## [Directions for this task]
How many lines below contain the string "rand"? Reply with the figure and no further words.

## [Stored data entries]
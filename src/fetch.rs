use crate::error::{Result, VastError};
use log::{debug, info, warn};
use rand::distributions::Alphanumeric;
use rand::{thread_rng, Rng};
use std::path::Path;
use std::time::{Duration, Instant};

/// Raw answer to a document request
#[derive(Debug, Clone, PartialEq, Eq)]
pub struct FetchResponse {
    pub status: u16,
    pub body: String,
}

impl FetchResponse {
    pub fn ok(body: impl Into<String>) -> Self {
        Self {
            status: 200,
            body: body.into(),
        }
    }

    pub fn is_success(&self) -> bool {
        (200..300).contains(&self.status)
    }
}

/// Fetches the document behind a `VASTAdTagURI`.
///
/// Called from a worker thread; implementations may block.
pub trait VastFetcher: Send + Sync {
    fn fetch(&self, url: &str) -> Result<FetchResponse>;
}

/// Fetcher backed by an async reqwest client on an existing tokio runtime.
///
/// `fetch` blocks on the runtime handle, so it must run outside of async
/// context, e.g. inside `tokio::task::spawn_blocking`.
pub struct HttpFetcher {
    client: reqwest::Client,
    handle: tokio::runtime::Handle,
}

impl HttpFetcher {
    /// Must be called from within a tokio runtime.
    pub fn new(timeout: Duration) -> Result<Self> {
        let handle = tokio::runtime::Handle::try_current()
            .map_err(|e| VastError::Other(format!("No tokio runtime available: {}", e)))?;
        let client = reqwest::Client::builder().timeout(timeout).build()?;
        Ok(Self { client, handle })
    }
}

impl VastFetcher for HttpFetcher {
    fn fetch(&self, url: &str) -> Result<FetchResponse> {
        if let Some(path) = url.strip_prefix("file://") {
            debug!("Reading wrapper target from file: {}", path);
            return Ok(FetchResponse::ok(std::fs::read_to_string(path)?));
        }
        self.handle.block_on(fetch_from_url(&self.client, url))
    }
}

/// Fetch a document over HTTP. Non-success statuses are returned, not raised.
async fn fetch_from_url(client: &reqwest::Client, url: &str) -> Result<FetchResponse> {
    let req_id: String = thread_rng()
        .sample_iter(&Alphanumeric)
        .take(6)
        .map(char::from)
        .collect();

    let url = url::Url::parse(url)?;
    debug!("[{}] Fetching from URL: {}", req_id, url);
    let start_time = Instant::now();

    let response = client.get(url).send().await.map_err(|e| {
        warn!("[{}] Request failed after {:?}: {}", req_id, start_time.elapsed(), e);
        VastError::HttpError(e)
    })?;

    let status = response.status().as_u16();
    let body = response.text().await?;
    debug!(
        "[{}] HTTP {} with {} bytes in {:?}",
        req_id,
        status,
        body.len(),
        start_time.elapsed()
    );

    Ok(FetchResponse { status, body })
}

/// Load a document for the command line: a `file://` URL, a local path or an http(s) URL.
pub async fn read_input(input: &str, timeout: Duration) -> Result<String> {
    if let Some(path) = input.strip_prefix("file://") {
        info!("Reading from file: {}", path);
        return Ok(tokio::fs::read_to_string(path).await?);
    }

    if Path::new(input).exists() {
        info!("Reading from local file: {}", input);
        return Ok(tokio::fs::read_to_string(input).await?);
    }

    let client = reqwest::Client::builder().timeout(timeout).build()?;
    let response = fetch_from_url(&client, input).await?;
    if !(200..300).contains(&response.status) {
        return Err(VastError::Other(format!(
            "Failed to fetch URL: HTTP status {}",
            response.status
        )));
    }
    Ok(response.body)
}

## [Result below]
2